The Supreme Court building in Washington. (Brian Cassella, Chicago…)
Reporting from Washington — The Supreme Court dealt a blow to class-action lawsuits that involve small claims affecting thousands or even millions of people by ruling that corporations may use arbitration clauses to block dissatisfied consumers or disgruntled employees from joining together.
In a 5-4 decision, the justices said Wednesday the Federal Arbitration Act of 1925, originally aimed at disputes over maritime and rail shipments, trumps state laws and court rulings in California and about half the states that limit arbitration clauses deemed to be "unfair" to consumers.
The ruling was "the biggest ever" on class actions, said Vanderbilt University law professor Brian Fitzpatrick, an expert on such litigation.
"It gives companies a green light to exempt themselves from all class actions from their customers or from their employees," Fitzpatrick said. "Companies can basically escape from the civil justice system. And why wouldn't a company take advantage of that?"
It has become routine now that when someone opens a bank account, subscribes to a cable TV service, buys a cellphone, a computer or a new car or makes a purchase online, he or she agrees to let disputes go to arbitration.
Many employers include the same kind of fine print for new hires, blocking class-action suits for employees with discrimination or wage complaints.
These arbitration clauses typically require individuals to bring claims on their own, not as a group.
Nonetheless, the California Supreme Court in 2005 said companies should not be allowed to "deliberately cheat large numbers of consumer out of small amounts of money" by shielding themselves from being sued.
But on Wednesday, the court's conservative majority overruled those state judges and said arbitration clauses must be enforced even if they may be unfair.
Justice Antonin Scalia said companies like the "streamlined" arbitration proceedings because they are faster and cheaper.
Deepak Gupta, the Public Citizen lawyer who represented a California couple who sued over what was purported to be a free cellphone but cost about $30.22, agreed that the ruling in their case would have a broad effect.
It allows companies to use "the fine print of take-it-or-leave it contracts" as a "shield against corporate accountability," he said.
Not all products or services come with arbitration clauses, but many do, he said. Some products, such as appliances, come with a box that includes fine-print contracts and an arbitration clause. These have been upheld as binding, even if the consumer did not sign the agreement, legal experts said.
Several business lawyers said class-action claims rarely work to the benefit of consumers anyway.
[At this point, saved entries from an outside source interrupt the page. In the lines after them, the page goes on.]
//! Pricing model configuration

/// Assumed per-hour cost floor (staffing + overhead), in dollars.
pub const BASE_HOURLY_COST: f64 = 17.50;

/// Advisory only: the business prefers a gross margin of 27% or more.
/// The reporting strategy colors the margin readout against this line.
pub const TARGET_GROSS_MARGIN_PCT: f64 = 27.0;

/// Configuration for a single UI input slider
pub struct InputRange {
    pub min: f64,
    pub max: f64,
    pub default: f64,
}

/// Slider ranges and defaults for every engine input
pub struct InputRanges {
    pub competitor_price: InputRange,
    pub num_units: InputRange,
    pub hours_per_week: InputRange,
    pub competitor_discount: InputRange,
    pub min_gross_margin: InputRange,
}

/// Settings for the rate formulas themselves
pub struct FormulaSettings {
    // Unit-count denominator for the margin-reporting strategy
    // (units / 5000 means up to +10% premium at 500 units)
    pub reporting_unit_scale: f64,
    // Unit-count denominator for the margin-flooring strategy
    pub flooring_unit_scale: f64,
    // Hours in a full week of coverage (24 * 7)
    pub hours_in_week: f64,
    // Maximum fractional discount granted at full-time coverage
    pub full_time_discount: f64,
}

/// The Master Pricing Configuration
pub struct PricingConfig {
    pub base_hourly_cost: f64,
    pub formula: FormulaSettings,
    pub ranges: InputRanges,
}

pub const PRICING: PricingConfig = PricingConfig {
    base_hourly_cost: BASE_HOURLY_COST,

    formula: FormulaSettings {
        reporting_unit_scale: 5000.0,
        flooring_unit_scale: 1000.0,
        hours_in_week: 168.0,
        full_time_discount: 0.1,
    },

    ranges: InputRanges {
        competitor_price: InputRange {
            min: 10.0,
            max: 50.0,
            default: 25.0,
        },
        num_units: InputRange {
            min: 0.0,
            max: 1000.0,
            default: 200.0,
        },
        hours_per_week: InputRange {
            min: 1.0,
            max: 168.0,
            default: 168.0,
        },
        competitor_discount: InputRange {
            min: 0.0,
            max: 0.2,
            default: 0.05,
        },
        min_gross_margin: InputRange {
            min: 0.0,
            max: 0.9,
            default: 0.25,
        },
    },
};
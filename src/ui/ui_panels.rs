use eframe::egui::{Color32, ComboBox, RichText, Slider, Ui};
use strum::IntoEnumIterator;

use crate::config::PRICING;
use crate::domain::QuoteInputs;
use crate::engine::PricingStrategy;
use crate::ui::config::UI_TEXT;
use crate::ui::utils::{colored_subsection_heading, section_heading, spaced_separator};

/// Trait for UI panels that can be rendered
pub trait Panel {
    type Event;
    fn render(&mut self, ui: &mut Ui) -> Vec<Self::Event>;
}

#[derive(Debug)]
pub enum InputEventChanged {
    CompetitorPrice(f64),
    NumUnits(u32),
    HoursPerWeek(f64),
    CompetitorDiscount(f64),
    MinGrossMargin(f64),
}

/// Panel with the five pricing input sliders
pub struct InputsPanel {
    inputs: QuoteInputs,
    /// Whether the active strategy reads the minimum-margin input
    margin_active: bool,
}

impl InputsPanel {
    pub fn new(inputs: QuoteInputs, margin_active: bool) -> Self {
        Self {
            inputs,
            margin_active,
        }
    }

    fn helper_label(ui: &mut Ui, text: impl Into<String>) {
        ui.label(RichText::new(text).small().color(Color32::GRAY));
    }

    fn render_competitor_price(&mut self, ui: &mut Ui) -> Option<f64> {
        ui.add_space(5.0);
        ui.label(colored_subsection_heading(UI_TEXT.competitor_price_label));

        let range = &PRICING.ranges.competitor_price;
        let response = ui.add(
            Slider::new(&mut self.inputs.competitor_price, range.min..=range.max)
                .step_by(0.5)
                .prefix("$"),
        );
        Self::helper_label(ui, UI_TEXT.competitor_price_helper);

        response.changed().then_some(self.inputs.competitor_price)
    }

    fn render_num_units(&mut self, ui: &mut Ui) -> Option<u32> {
        ui.add_space(5.0);
        ui.label(colored_subsection_heading(UI_TEXT.units_label));

        let range = &PRICING.ranges.num_units;
        let mut units = self.inputs.num_units as f64;
        let response = ui.add(
            Slider::new(&mut units, range.min..=range.max)
                .integer()
                .suffix(" units"),
        );
        self.inputs.num_units = units.round() as u32;
        Self::helper_label(ui, UI_TEXT.units_helper);

        response.changed().then_some(self.inputs.num_units)
    }

    fn render_hours_per_week(&mut self, ui: &mut Ui) -> Option<f64> {
        ui.add_space(5.0);
        ui.label(colored_subsection_heading(UI_TEXT.hours_label));

        let range = &PRICING.ranges.hours_per_week;
        let response = ui.add(
            Slider::new(&mut self.inputs.hours_per_week, range.min..=range.max)
                .step_by(1.0)
                .suffix(" h"),
        );
        Self::helper_label(ui, UI_TEXT.hours_helper);

        response.changed().then_some(self.inputs.hours_per_week)
    }

    fn render_competitor_discount(&mut self, ui: &mut Ui) -> Option<f64> {
        ui.add_space(5.0);
        ui.label(colored_subsection_heading(UI_TEXT.discount_label));

        let range = &PRICING.ranges.competitor_discount;
        // Sliders work in whole percent; the engine takes a fraction
        let mut discount_pct = self.inputs.competitor_discount * 100.0;
        let response = ui.add(
            Slider::new(&mut discount_pct, range.min * 100.0..=range.max * 100.0)
                .step_by(1.0)
                .suffix("%"),
        );
        Self::helper_label(ui, UI_TEXT.discount_helper);

        if response.changed() {
            self.inputs.competitor_discount = discount_pct / 100.0;
            Some(self.inputs.competitor_discount)
        } else {
            None
        }
    }

    fn render_min_gross_margin(&mut self, ui: &mut Ui) -> Option<f64> {
        ui.add_space(5.0);
        ui.label(colored_subsection_heading(UI_TEXT.margin_label));

        let range = &PRICING.ranges.min_gross_margin;
        let mut margin_pct = self.inputs.min_gross_margin * 100.0;
        let response = ui.add_enabled(
            self.margin_active,
            Slider::new(&mut margin_pct, range.min * 100.0..=range.max * 100.0)
                .step_by(1.0)
                .suffix("%"),
        );
        if self.margin_active {
            Self::helper_label(ui, UI_TEXT.margin_helper);
        } else {
            Self::helper_label(ui, UI_TEXT.margin_unused_note);
        }

        if response.changed() {
            self.inputs.min_gross_margin = margin_pct / 100.0;
            Some(self.inputs.min_gross_margin)
        } else {
            None
        }
    }
}

impl Panel for InputsPanel {
    type Event = InputEventChanged;

    fn render(&mut self, ui: &mut Ui) -> Vec<Self::Event> {
        let mut events = Vec::new();
        section_heading(ui, UI_TEXT.inputs_heading);

        if let Some(price) = self.render_competitor_price(ui) {
            events.push(InputEventChanged::CompetitorPrice(price));
        }
        if let Some(units) = self.render_num_units(ui) {
            events.push(InputEventChanged::NumUnits(units));
        }
        if let Some(hours) = self.render_hours_per_week(ui) {
            events.push(InputEventChanged::HoursPerWeek(hours));
        }
        if let Some(discount) = self.render_competitor_discount(ui) {
            events.push(InputEventChanged::CompetitorDiscount(discount));
        }
        spaced_separator(ui);
        if let Some(margin) = self.render_min_gross_margin(ui) {
            events.push(InputEventChanged::MinGrossMargin(margin));
        }

        ui.add_space(10.0);
        events
    }
}

/// Panel for choosing the pricing strategy
pub struct StrategyPanel {
    selected_strategy: PricingStrategy,
}

impl StrategyPanel {
    pub fn new(strategy: PricingStrategy) -> Self {
        Self {
            selected_strategy: strategy,
        }
    }
}

impl Panel for StrategyPanel {
    type Event = PricingStrategy;

    fn render(&mut self, ui: &mut Ui) -> Vec<Self::Event> {
        let mut events = Vec::new();
        section_heading(ui, UI_TEXT.strategy_heading);

        ui.label(colored_subsection_heading(UI_TEXT.strategy_selector_label));
        ComboBox::from_id_salt("Pricing Strategy")
            .selected_text(self.selected_strategy.to_string())
            .width(220.0)
            .show_ui(ui, |ui| {
                for strategy_variant in PricingStrategy::iter() {
                    if ui
                        .selectable_value(
                            &mut self.selected_strategy,
                            strategy_variant,
                            strategy_variant.to_string(),
                        )
                        .clicked()
                    {
                        events.push(self.selected_strategy);
                    }
                }
            });

        ui.add_space(10.0);
        events
    }
}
"I think this decision will help consumers, not hurt them," said Alan Kaplinsky, a Philadelphia lawyer for the American Bankers Assn. "The only people who do well in the class-action suits are the lawyers. The attorneys get millions in fees, and the consumers get a worthless coupon. For them, it's better to go through arbitration."
Still pending before the court is a major dispute over class-action suits involving job discrimination.
Lawyers for Wal-Mart Stores Inc. have asked the justices to throw out a sex-discrimination claim brought on behalf of 1.5 million current and past female employees. Though the Wal-Mart case has attracted far more attention, Wednesday's ruling on arbitration contracts could have a greater effect in blocking future class-actions suits on behalf of employees.
The decision is in line with a series of pro-arbitration rulings from the high court since the 1980s. They are all based on an obscure 1925 law that speaks of "maritime transactions." It was passed to protect shippers and dealers who exchanged goods across the country. It said that if they agreed to arbitrate disputes, those deals would have to be enforced.
But in recent years, the court's conservative majority has wielded that law to knock down objections to unfair arbitration clauses involving consumers.
Vincent and Liza Concepcion, who live in the San Diego area, were charged $30.22 in sales tax for what was promoted as a free cellphone. They tried to join a class-action suit against AT&T Mobility, but the company said the they would have to go to arbitration as individuals. Their cellphone contract prohibited class-action claims, the company said.
Judges in California — both federal and state — agreed with the Concepcions and ruled that the company could not enforce its ban on class-action claims. The Supreme Court reversed that decision in AT&T Mobility vs. Concepcion.
"Arbitration is poorly suited to the higher stakes of class litigation," Scalia said. He was joined by Chief Justice John G. Roberts Jr. and justices Anthony M. Kennedy, Clarence Thomas and Samuel A. Alito Jr.
The dissenters said a practical ban on class actions would be unfair to cheated consumers.
Justice Stephen G. Breyer said the California courts have wisely insisted on permitting class-action claims. Otherwise, he said, it would allow a company to "insulate" itself "from liability for its own frauds" by denying consumers a practical remedy.
Breyer added that a ban on class actions would prevent lawyers from representing clients for small claims.
"What rational lawyer would have signed on to represent the Concepcions in litigation for the possibility of fees stemming from a $30.22 claim," he wrote. Justices Ruth Bader Ginsburg, Sonia Sotomayor and Elena Kagan joined his dissent.
The court itself divided along partisan lines. All five Republican appointees formed the majority, while the four Democratic appointees dissented.